Stored items:
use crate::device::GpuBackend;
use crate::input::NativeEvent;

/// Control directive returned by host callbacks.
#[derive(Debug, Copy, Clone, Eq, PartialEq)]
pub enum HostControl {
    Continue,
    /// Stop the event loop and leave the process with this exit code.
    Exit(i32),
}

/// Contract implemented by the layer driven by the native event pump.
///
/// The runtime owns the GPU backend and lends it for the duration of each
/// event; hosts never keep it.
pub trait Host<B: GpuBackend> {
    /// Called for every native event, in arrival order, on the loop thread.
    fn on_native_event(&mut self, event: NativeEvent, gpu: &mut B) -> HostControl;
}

» WHAT THE TASK ASKS
Every entry is to be restated word for word.

» SOLUTION TO THE PROBLEM
use crate::device::GpuBackend;
use crate::input::NativeEvent;

/// Control directive returned by host callbacks.
#[derive(Debug, Copy, Clone, Eq, PartialEq)]
pub enum HostControl {
    Continue,
    /// Stop the event loop and leave the process with this exit code.
    Exit(i32),
}

/// Contract implemented by the layer driven by the native event pump.
///
/// The runtime owns the GPU backend and lends it for the duration of each
/// event; hosts never keep it.
pub trait Host<B: GpuBackend> {
    /// Called for every native event, in arrival order, on the loop thread.
    fn on_native_event(&mut self, event: NativeEvent, gpu: &mut B) -> HostControl;
}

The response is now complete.